Wie die Verdächtigen am Flughafen Wien tatsächlich vorgingen, dazu gab es offiziell noch wenig Details. Auf Basis der bekannten Rahmenbedingungen und weiterer Recherchen lassen sich jedoch einige Details rekonstruieren.

Eine Schlüsselrolle spielte ein inzwischen entlassener Mitarbeiter des privaten Sicherheitsdiensts G4S. Das Unternehmen arbeitet am Flughafen für Austrian. Das amerikanische DHS schreibt der Fluglinie vor, US-Reisende unmittelbar vor dem Boarding einer zusätzlichen Dokumentenkontrolle zu unterziehen. Genau dort dürfte aber nicht so genau hingeschaut worden sein. Denn: Am entsprechenden Gate erschienen die Geschleppten mit von Komplizen gelösten Tickets und Esta-Genehmigungen, die auf andere Namen lauteten. Bemerkenswert ist in diesem Zusammenhang das leichtfertige Vorgehen der Verdächtigen. Ihnen allen muss klar gewesen sein, dass der Schwindel spätestens bei der Einreise in die USA auffallen würde, und dass das „Geschäftsmodell“ deshalb ein natürliches Ablaufdatum hatte.

Wie aber kamen die Flüchtlinge in den gesicherten Bereich des Flughafens? Für US-Reisende sind folgende Checkpoints vorgesehen: Check-in, Sicherheitskontrolle, Passkontrolle und Dokumentenkontrolle beim Boarding. Für die Helfer der Schlepper, die von Österreich aus Tickets buchten und Esta-Formulare ausfüllten, waren diese Hürden kein Problem. Doch wie übergaben sie die Unterlagen?

Nach bisherigen Berichten soll der Austausch nach der Pass- und vor der Boardingkontrolle stattgefunden haben. Die Geschleppten seien hierfür durch eine „Hintertür“ in den sensibelsten Bereich des Flughafens gebracht worden. Genau das schließt der Flughafenbetreiber jedoch zu 100 Prozent aus. Ausnahmslos jeder, der sich in dieser Zone des Gebäudes bewege, müsse durch die Sicherheitskontrolle. Zwar wird bei der Sicherheitskontrolle selbst der Reisepass nicht geprüft, spätestens aber bei der anschließenden Passkontrolle durch Beamte des Innenministeriums.

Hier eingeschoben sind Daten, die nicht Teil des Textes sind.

/// Supported platform registry and page-to-platform matching
use crate::domain::{extract_hostname, host_and_path, strip_www};
use crate::media::{CustomSite, MediaType};

/// CSS selector lists, tried in order; the first one resolving to a
/// non-empty element wins.
#[derive(Debug, PartialEq)]
pub struct Selectors {
    pub title: &'static [&'static str],
    pub progress: &'static [&'static str],
    pub episode: &'static [&'static str],
}

#[derive(Debug, PartialEq)]
pub struct PlatformDescriptor {
    pub name: &'static str,
    /// Domain patterns. A pattern containing `/` is matched against
    /// host + path, anything else against the hostname alone.
    pub patterns: &'static [&'static str],
    pub media_type: MediaType,
    pub selectors: Selectors,
    /// Regex recognising the platform's metadata API requests.
    pub api_pattern: Option<&'static str>,
}

/// Selectors used for custom sites and anything without its own entry.
pub static GENERIC_SELECTORS: Selectors = Selectors {
    title: &["h1", ".title", "[class*='title']", "title"],
    progress: &[".progress-bar", "[class*='progress']"],
    episode: &[],
};

const HEADING: Selectors = Selectors {
    title: &["h1", ".title"],
    progress: &[".progress-bar"],
    episode: &[],
};

const FREE_STREAM: Selectors = Selectors {
    title: &[".heading-name", "h1"],
    progress: &[".progress-bar"],
    episode: &[],
};

const fn site(
    name: &'static str,
    patterns: &'static [&'static str],
    media_type: MediaType,
    selectors: Selectors,
) -> PlatformDescriptor {
    PlatformDescriptor {
        name,
        patterns,
        media_type,
        selectors,
        api_pattern: None,
    }
}

/// Built-in platforms in match order. Order matters: a hostname listed
/// under two entries resolves to the earlier one.
pub static PLATFORMS: &[PlatformDescriptor] = &[
    // Video streaming
    site(
        "netflix",
        &["netflix.com"],
        MediaType::Tvshow,
        Selectors {
            title: &["[data-uia='video-title']"],
            progress: &[".watch-video--progress-bar"],
            episode: &[],
        },
    ),
    site(
        "youtube",
        &["youtube.com"],
        MediaType::Video,
        Selectors {
            title: &[
                "ytd-watch-metadata h1.ytd-watch-metadata yt-formatted-string",
                "#title h1 yt-formatted-string",
                "h1.ytd-video-primary-info-renderer yt-formatted-string",
                ".ytp-title-link",
                "ytd-reel-video-renderer h2.title",
                "ytd-watch-metadata h1",
            ],
            progress: &[".ytp-progress-bar"],
            episode: &[],
        },
    ),
    site(
        "primevideo",
        &["primevideo.com", "amazon.com/gp/video"],
        MediaType::Movie,
        Selectors {
            title: &["[data-automation-id='title']"],
            progress: &[".atvwebplayersdk-progress-bar"],
            episode: &[],
        },
    ),
    site(
        "disneyplus",
        &["disneyplus.com"],
        MediaType::Movie,
        Selectors {
            title: &["[data-testid='title']"],
            progress: &[".progress-bar"],
            episode: &[],
        },
    ),
    site(
        "hulu",
        &["hulu.com/watch"],
        MediaType::Tvshow,
        Selectors {
            title: &[".metadata__title"],
            progress: &[".progress-bar"],
            episode: &[],
        },
    ),
    site(
        "crunchyroll",
        &["crunchyroll.com/watch"],
        MediaType::Anime,
        Selectors {
            title: &["[data-testid='vilos-title']"],
            progress: &[".vjs-progress-holder"],
            episode: &[],
        },
    ),
    site(
        "hurawatch",
        &["hurawatch.tw", "hurawatch.cc"],
        MediaType::Movie,
        Selectors {
            title: &[".heading-name", ".film-name", "h1.title", ".dp-i-title"],
            progress: &[".progress-bar", "[class*='progress']"],
            episode: &[],
        },
    ),
    PlatformDescriptor {
        name: "filmboom",
        patterns: &["filmboom.top", "moviebox.ph"],
        media_type: MediaType::Movie,
        selectors: Selectors {
            title: &[".title", "h1", ".movie-title", ".video-title", ".detail-title"],
            progress: &[".progress-bar", "[class*='progress']"],
            episode: &[],
        },
        api_pattern: Some(r"wefeed-h5-bff/web/(?:subject/detail\?subjectId=(\d+)|resource/streams)"),
    },
    site("fmovies", &["fmovies.to", "fmovies.wtf", "fmovies.co"], MediaType::Movie, FREE_STREAM),
    site(
        "solarmovie",
        &["solarmovie.pe", "solarmovie.to", "solarmovie.one", "solarmovie.cr"],
        MediaType::Movie,
        FREE_STREAM,
    ),
    site("movies123", &["123movies.ai", "123movies.to"], MediaType::Movie, FREE_STREAM),
    site("putlocker", &["putlocker.vip"], MediaType::Movie, FREE_STREAM),
    site("yesmovies", &["yesmovies.ag", "yesmovies.to"], MediaType::Movie, FREE_STREAM),
    site(
        "soap2day",
        &["soap2day.to", "soap2day.rs", "soap2day.day"],
        MediaType::Tvshow,
        FREE_STREAM,
    ),
    // Anime streaming
    PlatformDescriptor {
        name: "9anime",
        patterns: &["9animetv.to", "9anime.to", "9anime.gs"],
        media_type: MediaType::Anime,
        selectors: Selectors {
            title: &[".film-name", "h1.title", ".anime-title", ".dp-i-title"],
            progress: &[".progress-bar", "[class*='progress']"],
            episode: &[".server-notice b", ".episodes .active"],
        },
        api_pattern: Some(r"/ajax/episode/|servers\?episodeId=(\d+)"),
    },
    site(
        "gogoanime",
        &["gogoanime.hu", "gogoanime.gg", "anitaku.to", "gogoanime.by"],
        MediaType::Anime,
        Selectors {
            title: &[".anime_video_body_cate a", "h1", ".video-title"],
            progress: &[".progress-bar"],
            episode: &[],
        },
    ),
    site(
        "zoro",
        &["zoro.to", "aniwatch.to", "zoroto.se"],
        MediaType::Anime,
        Selectors {
            title: &[".film-name", "h1.name"],
            progress: &[".progress-bar"],
            episode: &[],
        },
    ),
    site(
        "animepahe",
        &["animepahe.com", "animepahe.ru"],
        MediaType::Anime,
        Selectors {
            title: &[".theatre-info h1", ".anime-title"],
            progress: &[".progress-bar"],
            episode: &[],
        },
    ),
    site("hianime", &["hianime.to", "hianime.tv"], MediaType::Anime, HEADING),
    site("animekai", &["animekai.to", "animekai.cc"], MediaType::Anime, HEADING),
    site("aniwave", &["aniwave.to", "aniwave.cc", "aniwave.se"], MediaType::Anime, HEADING),
    site("kaido", &["kaido.to", "kaido.cc"], MediaType::Anime, HEADING),
    site("bilibili", &["bilibili.tv", "bilibili.com"], MediaType::Anime, HEADING),
    // Reading
    site(
        "goodreads",
        &["goodreads.com/book"],
        MediaType::Book,
        Selectors {
            title: &["#bookTitle"],
            progress: &[".progress"],
            episode: &[],
        },
    ),
    site(
        "kindle",
        &["read.amazon.com"],
        MediaType::Book,
        Selectors {
            title: &["#book-title"],
            progress: &["#kindleReader_progress"],
            episode: &[],
        },
    ),
    PlatformDescriptor {
        name: "mangadex",
        patterns: &["mangadex.org/chapter"],
        media_type: MediaType::Manga,
        selectors: Selectors {
            title: &[".manga-title", "[data-title]", "h1"],
            progress: &[".chapter-progress"],
            episode: &[],
        },
        api_pattern: Some(r"api\.mangadex\.org/chapter/([a-f0-9-]+)"),
    },
    site(
        "webtoon",
        &["webtoons.com"],
        MediaType::Manga,
        Selectors {
            title: &[".subj_episode", ".subj", ".episode__title", ".detail_lst .subj", "h1"],
            progress: &[".progress-bar"],
            episode: &[".episode-num", ".episode_no", "[class*='episode']"],
        },
    ),
    site(
        "tapas",
        &["tapas.io"],
        MediaType::Manga,
        Selectors {
            title: &[".title", "h1.series-title"],
            progress: &[".progress-bar"],
            episode: &[],
        },
    ),
    site(
        "comick",
        &["comick.io", "comick.fun", "comick.dev"],
        MediaType::Manga,
        Selectors {
            title: &["h1", ".chapter-title"],
            progress: &[".progress-bar"],
            episode: &[],
        },
    ),
    site(
        "mangakakalot",
        &["mangakakalot.com", "manganato.com", "mangakakalot.to", "chapmanganato.to"],
        MediaType::Manga,
        Selectors {
            title: &[".chapter-name", "h1"],
            progress: &[".progress-bar"],
            episode: &[],
        },
    ),
    site(
        "mangasee",
        &["mangasee123.com", "weebcentral.com"],
        MediaType::Manga,
        Selectors {
            title: &[".MainContainer h1", ".manga-info h1"],
            progress: &[".progress-bar"],
            episode: &[],
        },
    ),
    site(
        "bato",
        &["bato.to", "bato.si"],
        MediaType::Manga,
        Selectors {
            title: &["h3.item-title", ".chapter-name"],
            progress: &[".progress-bar"],
            episode: &[],
        },
    ),
    site(
        "readcomiconline",
        &["readcomiconline.li"],
        MediaType::Comic,
        Selectors {
            title: &[".bigChar", "h1"],
            progress: &[".progress-bar"],
            episode: &[],
        },
    ),
    site("mangafire", &["mangafire.to"], MediaType::Manga, HEADING),
    site("mangapill", &["mangapill.com"], MediaType::Manga, HEADING),
    site("asurascans", &["asurascans.com", "asuracomic.net"], MediaType::Manga, HEADING),
    site("tcbscans", &["tcbscans.me", "tcbscans.com"], MediaType::Manga, HEADING),
    // Tracking sites
    site(
        "myanimelist",
        &["myanimelist.net/anime"],
        MediaType::Anime,
        Selectors {
            title: &[".title-name"],
            progress: &[],
            episode: &[".di-ib"],
        },
    ),
    site(
        "anilist",
        &["anilist.co/anime"],
        MediaType::Anime,
        Selectors {
            title: &[".content h1"],
            progress: &[],
            episode: &[".data-set"],
        },
    ),
    // Drama streaming
    site(
        "kisskh",
        &["kisskh.id", "kisskh.me", "kisskh.co"],
        MediaType::Tvshow,
        Selectors {
            title: &[".name", "h1", ".drama-title"],
            progress: &[".progress-bar", "[class*='progress']"],
            episode: &[],
        },
    ),
    site(
        "dramacool",
        &["dramacool.sr", "dramacool.cr", "asianc.co"],
        MediaType::Tvshow,
        Selectors {
            title: &[".details h1", ".info h1", ".drama-name"],
            progress: &[".progress-bar"],
            episode: &[],
        },
    ),
];

/// The platform a page resolved to: a built-in entry or a custom site.
#[derive(Debug, Clone, PartialEq)]
pub struct MatchedPlatform {
    pub name: String,
    pub media_type: MediaType,
    pub selectors: &'static Selectors,
    pub api_pattern: Option<&'static str>,
    pub custom: bool,
}

impl From<&'static PlatformDescriptor> for MatchedPlatform {
    fn from(descriptor: &'static PlatformDescriptor) -> Self {
        MatchedPlatform {
            name: descriptor.name.to_string(),
            media_type: descriptor.media_type,
            selectors: &descriptor.selectors,
            api_pattern: descriptor.api_pattern,
            custom: false,
        }
    }
}

/// First built-in entry with a pattern contained in the page address.
pub fn match_builtin(page_url: &str) -> Option<&'static PlatformDescriptor> {
    let hostname = extract_hostname(page_url)?;
    let hostname = strip_www(&hostname);
    let host_path = host_and_path(page_url).unwrap_or_else(|| hostname.to_string());

    PLATFORMS.iter().find(|descriptor| {
        descriptor.patterns.iter().any(|pattern| {
            if pattern.contains('/') {
                host_path.contains(pattern)
            } else {
                hostname.contains(pattern)
            }
        })
    })
}

/// Resolve a page against the built-in registry, then the user's custom sites.
pub fn match_platform(page_url: &str, custom_sites: &[CustomSite]) -> Option<MatchedPlatform> {
    if let Some(descriptor) = match_builtin(page_url) {
        return Some(descriptor.into());
    }

    let hostname = extract_hostname(page_url)?;
    let hostname = strip_www(&hostname);

    custom_sites
        .iter()
        .filter(|site| site.is_enabled())
        .find_map(|site| {
            let site_host = extract_hostname(site.address()?)?;
            let site_domain = strip_www(&site_host);
            if site_domain.is_empty() || !hostname.contains(site_domain) {
                return None;
            }
            log::debug!("Matched custom site {} ({})", site.name, site_domain);
            Some(MatchedPlatform {
                name: if site.name.is_empty() {
                    hostname.to_string()
                } else {
                    site.name.clone()
                },
                media_type: site.media_type,
                selectors: &GENERIC_SELECTORS,
                api_pattern: None,
                custom: true,
            })
        })
}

Was umgekehrt bedeutet: Da sich auch die Passkontrolle innerhalb des Sicherheitsbereichs befindet, müssten die Schlepper Komplizen bei der Polizei gehabt haben. Wie sonst wäre es zu erklären, dass illegal Reisende, die nach Angabe des Flughafens nicht an der Sicherheitskontrolle vorbeikönnen, unbemerkt die Passkontrolle passieren?

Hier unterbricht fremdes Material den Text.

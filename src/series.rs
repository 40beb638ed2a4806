//! Periodic check of bookmarked series pages for new chapters or episodes.
//!
//! Every bookmark is fetched concurrently with its own timeout. The whole
//! list is written back once after all fetches have settled, so a check
//! cycle is one collection replace. A bookmark edited by the user while a
//! cycle is in flight loses that edit (last writer wins on the collection).

use std::cell::Cell;
use std::rc::Rc;
use std::sync::LazyLock;

use async_trait::async_trait;
use futures::future::{self, Either};
use regex::Regex;
use serde_json::Value;

use crate::coordinator::effects::{
    notify_best_effort, set_badge_best_effort, Badge, Clock, Notification, Notifier,
};
use crate::domain::extract_hostname;
use crate::error::{Result, TrackerError};
use crate::media::{CheckedAt, SeriesBookmark};
use crate::settings::should_notify;
use crate::storage::{StorageBridge, StorageKey};

static CHAPTER_MENTION: LazyLock<Regex> = LazyLock::new(|| {
    Regex::new(r"(?i)(?:Episode|Ep\.|Chapter|Ch\.)\s*(\d+(?:\.\d+)?)").expect("valid chapter pattern")
});

static LEADING_NUMBER: LazyLock<Regex> = LazyLock::new(|| {
    Regex::new(r"^\s*[+-]?(?:\d+(?:\.\d*)?|\.\d+)").expect("valid number pattern")
});

/// A chapter or episode number as it appeared on the page.
#[derive(Debug, Clone, PartialEq)]
pub struct ChapterNumber {
    pub raw: String,
    pub value: f64,
}

/// Numeric value of the leading number in `text`, ignoring anything after
/// it (`"12.5 - Finale"` is 12.5). `None` when the text does not start with
/// a number.
pub fn parse_chapter_value(text: &str) -> Option<f64> {
    let found = LEADING_NUMBER.find(text)?;
    found.as_str().trim().parse().ok()
}

/// Extracts the newest chapter number from a fetched page.
pub trait ChapterParser {
    fn parse(&self, page_text: &str) -> Option<ChapterNumber>;
}

/// Scans for `Episode N`, `Ep. N`, `Chapter N` and `Ch. N` and keeps the
/// highest N. Equal values keep the earliest mention.
#[derive(Debug, Default, Clone, Copy)]
pub struct GenericChapterParser;

impl ChapterParser for GenericChapterParser {
    fn parse(&self, page_text: &str) -> Option<ChapterNumber> {
        let mut best: Option<ChapterNumber> = None;
        for captures in CHAPTER_MENTION.captures_iter(page_text) {
            let raw = &captures[1];
            let Some(value) = parse_chapter_value(raw) else {
                continue;
            };
            if best.as_ref().is_none_or(|b| value > b.value) {
                best = Some(ChapterNumber {
                    raw: raw.to_string(),
                    value,
                });
            }
        }
        best
    }
}

/// Host-specific parsers with a generic fallback. Hosts are matched by
/// substring of the bookmark's hostname, first registration wins.
pub struct ParserRegistry {
    by_host: Vec<(String, Box<dyn ChapterParser>)>,
    fallback: Box<dyn ChapterParser>,
}

impl Default for ParserRegistry {
    fn default() -> Self {
        ParserRegistry {
            by_host: Vec::new(),
            fallback: Box::new(GenericChapterParser),
        }
    }
}

impl ParserRegistry {
    pub fn register(&mut self, host_fragment: &str, parser: Box<dyn ChapterParser>) {
        self.by_host.push((host_fragment.to_lowercase(), parser));
    }

    pub fn parser_for(&self, url: &str) -> &dyn ChapterParser {
        let host = extract_hostname(url).unwrap_or_default();
        self.by_host
            .iter()
            .find(|(fragment, _)| host.contains(fragment.as_str()))
            .map(|(_, parser)| parser.as_ref())
            .unwrap_or(self.fallback.as_ref())
    }
}

/// True when a numeric latest chapter was found and it is ahead of the
/// reader, or the reader has no recorded position yet.
pub fn has_update(current_chapter: Option<&str>, latest: Option<&ChapterNumber>) -> bool {
    let Some(latest) = latest else {
        return false;
    };
    match current_chapter.map(str::trim).filter(|c| !c.is_empty()) {
        None => true,
        Some(current) => match parse_chapter_value(current) {
            Some(current) => latest.value > current,
            None => false,
        },
    }
}

fn known_latest(bookmark: &SeriesBookmark) -> Option<ChapterNumber> {
    let raw = bookmark.latest_episode.as_deref()?;
    Some(ChapterNumber {
        raw: raw.to_string(),
        value: parse_chapter_value(raw)?,
    })
}

#[async_trait(?Send)]
pub trait PageFetcher {
    /// GET `url` and return the body. Non-success statuses are errors.
    async fn fetch_text(&self, url: &str) -> Result<String>;
}

/// Outcome of one check cycle.
#[derive(Debug, Clone, Copy, PartialEq, Eq, Default)]
pub struct CycleReport {
    /// Entries in the bookmark list, checked or not.
    pub checked: usize,
    /// Bookmarks whose update flag went from false to true.
    pub newly_updated: usize,
    pub failed: usize,
}

struct CycleGuard<'a>(&'a Cell<bool>);

impl<'a> CycleGuard<'a> {
    fn acquire(flag: &'a Cell<bool>) -> Option<Self> {
        if flag.replace(true) {
            None
        } else {
            Some(CycleGuard(flag))
        }
    }
}

impl Drop for CycleGuard<'_> {
    fn drop(&mut self) {
        self.0.set(false);
    }
}

pub struct SeriesUpdateChecker {
    storage: StorageBridge,
    fetcher: Rc<dyn PageFetcher>,
    notifier: Rc<dyn Notifier>,
    clock: Rc<dyn Clock>,
    parsers: ParserRegistry,
    fetch_timeout_ms: u32,
    in_progress: Cell<bool>,
}

impl SeriesUpdateChecker {
    pub fn new(
        storage: StorageBridge,
        fetcher: Rc<dyn PageFetcher>,
        notifier: Rc<dyn Notifier>,
        clock: Rc<dyn Clock>,
        fetch_timeout_ms: u32,
    ) -> Self {
        SeriesUpdateChecker {
            storage,
            fetcher,
            notifier,
            clock,
            parsers: ParserRegistry::default(),
            fetch_timeout_ms,
            in_progress: Cell::new(false),
        }
    }

    pub fn with_parsers(mut self, parsers: ParserRegistry) -> Self {
        self.parsers = parsers;
        self
    }

    pub fn is_running(&self) -> bool {
        self.in_progress.get()
    }

    /// Fetch every bookmark, update flags, write the list back once and
    /// announce new content. Fails with [`TrackerError::CheckInProgress`]
    /// when another cycle has not finished yet.
    pub async fn run_cycle(&self) -> Result<CycleReport> {
        let _guard = CycleGuard::acquire(&self.in_progress).ok_or(TrackerError::CheckInProgress)?;

        let entries: Vec<Value> = self.storage.load_list(StorageKey::SeriesBookmarks).await?;
        let parsed: Vec<Option<SeriesBookmark>> = entries
            .iter()
            .map(|entry| serde_json::from_value(entry.clone()).ok())
            .collect();

        let fetches = parsed.iter().map(|bookmark| async move {
            match bookmark {
                Some(bookmark) => Some(self.fetch_latest(&bookmark.url).await),
                None => None,
            }
        });
        let results = future::join_all(fetches).await;

        let now = self.clock.now_ms();
        let mut report = CycleReport {
            checked: entries.len(),
            ..CycleReport::default()
        };
        let mut written = Vec::with_capacity(entries.len());

        for ((entry, bookmark), result) in entries.into_iter().zip(parsed).zip(results) {
            let (Some(mut bookmark), Some(result)) = (bookmark, result) else {
                log::warn!("Skipping unreadable series bookmark: {}", entry);
                written.push(entry);
                continue;
            };

            match result {
                Ok(found) => {
                    // A page without a chapter mention keeps the last known one.
                    let latest = found.or_else(|| known_latest(&bookmark));
                    let flag = has_update(bookmark.current_chapter.as_deref(), latest.as_ref());
                    if flag && !bookmark.has_update {
                        report.newly_updated += 1;
                    }
                    bookmark.has_update = flag;
                    if let Some(latest) = latest {
                        bookmark.latest_episode = Some(latest.raw);
                    }
                }
                Err(e) => {
                    log::warn!("Series check failed for {}: {}", bookmark.url, e);
                    report.failed += 1;
                }
            }
            bookmark.last_checked = Some(CheckedAt::Millis(now));
            written.push(serde_json::to_value(&bookmark)?);
        }

        self.storage.save(StorageKey::SeriesBookmarks, &written).await?;
        log::info!(
            "Series check finished: {} bookmarks, {} new, {} failed",
            report.checked,
            report.newly_updated,
            report.failed
        );

        if report.newly_updated > 0 {
            set_badge_best_effort(self.notifier.as_ref(), Badge::SeriesUpdate).await;
            if should_notify(&self.storage).await {
                notify_best_effort(
                    self.notifier.as_ref(),
                    Notification::series_updates(report.newly_updated),
                )
                .await;
            }
        }

        Ok(report)
    }

    async fn fetch_latest(&self, url: &str) -> Result<Option<ChapterNumber>> {
        let fetch = self.fetcher.fetch_text(url);
        let timeout = self.clock.sleep(self.fetch_timeout_ms);

        match future::select(fetch, timeout).await {
            Either::Left((body, _)) => Ok(self.parsers.parser_for(url).parse(&body?)),
            Either::Right(_) => Err(TrackerError::Timeout {
                url: url.to_string(),
                after_ms: self.fetch_timeout_ms,
            }),
        }
    }

    /// Move every reader to the latest known chapter and clear the flags.
    pub async fn mark_all_read(&self) -> Result<usize> {
        let entries: Vec<Value> = self.storage.load_list(StorageKey::SeriesBookmarks).await?;
        let mut written = Vec::with_capacity(entries.len());

        for entry in entries {
            match serde_json::from_value::<SeriesBookmark>(entry.clone()) {
                Ok(mut bookmark) => {
                    if bookmark.latest_episode.is_some() {
                        bookmark.current_chapter = bookmark.latest_episode.clone();
                    }
                    bookmark.has_update = false;
                    written.push(serde_json::to_value(&bookmark)?);
                }
                Err(e) => {
                    log::warn!("Leaving unreadable series bookmark as is: {}", e);
                    written.push(entry);
                }
            }
        }

        self.storage.save(StorageKey::SeriesBookmarks, &written).await?;
        set_badge_best_effort(self.notifier.as_ref(), Badge::Clear).await;
        Ok(written.len())
    }

    /// Append a bookmark. A missing id gets a generated one.
    pub async fn add_bookmark(&self, mut bookmark: SeriesBookmark) -> Result<SeriesBookmark> {
        if bookmark.id.is_empty() {
            bookmark.id = format!("series-{}", uuid::Uuid::new_v4());
        }
        bookmark.has_update = false;
        bookmark.last_checked = Some(CheckedAt::Millis(self.clock.now_ms()));

        let mut entries: Vec<Value> = self.storage.load_list(StorageKey::SeriesBookmarks).await?;
        entries.push(serde_json::to_value(&bookmark)?);
        self.storage.save(StorageKey::SeriesBookmarks, &entries).await?;

        log::info!("Bookmarked series {}", bookmark.title);
        Ok(bookmark)
    }

    pub async fn bookmarks(&self) -> Result<Vec<Value>> {
        self.storage.load_list(StorageKey::SeriesBookmarks).await
    }
}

Drehscheibe Transitbereich?

Die Behörden dementieren das jedoch. Zudem befindet sich unter den 13 Verdächtigen laut Staatsanwaltschaft kein Beamter. Außerdem: Gegen die Theorie mit der „Hintertür“ spricht weiters, dass es viel einfacher und mit deutlich weniger Risiko verbunden gewesen wäre, wenn man die Reiseunterlagen bereits außerhalb des Flughafengebäudes an die Geschleppten übergeben hätte.

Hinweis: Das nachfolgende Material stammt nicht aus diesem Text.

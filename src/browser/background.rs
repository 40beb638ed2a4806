/// Service-worker entry point.

use std::rc::Rc;

use js_sys::Promise;
use serde_json::Value;
use wasm_bindgen::prelude::*;
use wasm_bindgen_futures::{future_to_promise, spawn_local};

use super::bridge::{self, BrowserClock, BrowserFetcher, ChromeNotifier, ChromeStorage};
use crate::coordinator::effects::{notify_best_effort, Notification, Notifier};
use crate::coordinator::{CoordinatorConfig, CoordinatorHandle, SessionCoordinator};
use crate::domain::matches_any_origin;
use crate::error::Result as TrackerResult;
use crate::media::TabId;
use crate::protocol::Response;
use crate::storage::StorageBridge;

#[wasm_bindgen]
pub struct BackgroundService {
    handle: CoordinatorHandle,
    notifier: Rc<dyn Notifier>,
}

/// Build the coordinator, start its mailbox and schedule the series alarm.
#[wasm_bindgen]
pub fn start_background() -> BackgroundService {
    let config = CoordinatorConfig::default();
    let notifier: Rc<dyn Notifier> = Rc::new(ChromeNotifier);

    let alarm_name = config.alarm_name.clone();
    let period = config.alarm_period_minutes;
    spawn_local(async move {
        if let Err(e) = bridge::create_alarm(&alarm_name, period).await {
            log::error!("Failed to schedule series checks: {}", e);
        }
    });

    spawn_local(async {
        if let Err(e) = sync_registration().await {
            log::error!("Failed to register tracker at startup: {}", e);
        }
    });

    let coordinator = SessionCoordinator::new(
        StorageBridge::new(Rc::new(ChromeStorage)),
        notifier.clone(),
        Rc::new(BrowserClock),
        Rc::new(BrowserFetcher),
        config,
    );
    let (handle, run) = coordinator.into_actor();
    spawn_local(run);

    log::info!("Background coordinator started");
    BackgroundService { handle, notifier }
}

/// Point the tracker registration at every origin granted so far.
async fn sync_registration() -> TrackerResult<usize> {
    let origins = bridge::granted_origins().await?;
    bridge::register_content_scripts(&origins).await?;
    log::info!("Tracker registered on {} origins", origins.len());
    Ok(origins.len())
}

/// Inject the tracker into open tabs under newly granted origins, so they
/// start tracking without a reload. Returns how many tabs got it.
async fn inject_open_tabs(origins: &[String]) -> TrackerResult<usize> {
    let mut injected = 0;
    for tab in bridge::open_tabs().await? {
        if !matches_any_origin(origins, &tab.url) {
            continue;
        }
        match bridge::inject_tracker(tab.id).await {
            Ok(()) => injected += 1,
            Err(e) => log::warn!("Could not inject tracker into {}: {}", tab.url, e),
        }
    }
    Ok(injected)
}

fn response_to_js(response: &Response) -> Result<JsValue, JsValue> {
    let serializer = serde_wasm_bindgen::Serializer::json_compatible();
    serde::Serialize::serialize(response, &serializer).map_err(|e| JsValue::from_str(&e.to_string()))
}

#[wasm_bindgen]
impl BackgroundService {
    /// Resolves with the `{success, data?, count?, error?}` reply.
    #[wasm_bindgen(js_name = handleMessage)]
    pub fn handle_message(&self, message: JsValue, sender_tab: Option<i32>) -> Promise {
        let handle = self.handle.clone();
        future_to_promise(async move {
            let response = match serde_wasm_bindgen::from_value::<Value>(message) {
                Ok(raw) => handle.dispatch(sender_tab.map(|tab| tab as TabId), raw).await,
                Err(e) => Response::failure(format!("malformed message: {}", e)),
            };
            response_to_js(&response)
        })
    }

    #[wasm_bindgen(js_name = tabRemoved)]
    pub fn tab_removed(&self, tab_id: i32) -> Promise {
        let handle = self.handle.clone();
        future_to_promise(async move {
            handle
                .tab_removed(tab_id as TabId)
                .await
                .map_err(|e| JsValue::from_str(&e.to_string()))?;
            Ok(JsValue::UNDEFINED)
        })
    }

    pub fn alarm(&self, name: String) -> Promise {
        let handle = self.handle.clone();
        future_to_promise(async move {
            match handle.on_alarm(&name).await {
                Some(response) => response_to_js(&response),
                None => Ok(JsValue::UNDEFINED),
            }
        })
    }

    /// Re-register the tracker on all granted origins, then inject it into
    /// open tabs under the new ones.
    #[wasm_bindgen(js_name = permissionsAdded)]
    pub fn permissions_added(&self, origins: JsValue) -> Promise {
        let notifier = self.notifier.clone();
        future_to_promise(async move {
            let origins: Vec<String> = serde_wasm_bindgen::from_value(origins)
                .map_err(|e| JsValue::from_str(&e.to_string()))?;
            if origins.is_empty() {
                return Ok(JsValue::FALSE);
            }

            if let Err(e) = sync_registration().await {
                log::error!("Failed to register tracker on {:?}: {}", origins, e);
                let notification = Notification::registration_failed(&origins, &e.to_string());
                notify_best_effort(notifier.as_ref(), notification).await;
                return Ok(JsValue::FALSE);
            }

            match inject_open_tabs(&origins).await {
                Ok(count) => log::info!("Injected tracker into {} open tabs", count),
                Err(e) => log::warn!("Could not list open tabs: {}", e),
            }
            Ok(JsValue::TRUE)
        })
    }

    /// Drop the registration and rebuild it from the origins still granted.
    #[wasm_bindgen(js_name = permissionsRemoved)]
    pub fn permissions_removed(&self) -> Promise {
        future_to_promise(async move {
            if let Err(e) = bridge::unregister_content_scripts().await {
                log::debug!("{}", e);
            }
            match sync_registration().await {
                Ok(count) => Ok(JsValue::from(count as u32)),
                Err(e) => {
                    log::error!("Failed to re-register tracker: {}", e);
                    Ok(JsValue::FALSE)
                }
            }
        })
    }
}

Die Lösung des Rätsels dürfte woanders liegen. Recherchen zeigen, dass die einfachste Möglichkeit für den Austausch der Papiere eine Übergabe im Transitbereich ist. Das bedeutet, dass die Geschleppten bereits mit dem Flugzeug kamen und das Flughafengebäude nie verließen. Dieses Detail erklärt auch, warum sich Behörden, Austrian, G4S und der Flughafen so zugeknöpft geben: Die Ermittlungen zu den Hintermännern im Ausland laufen noch.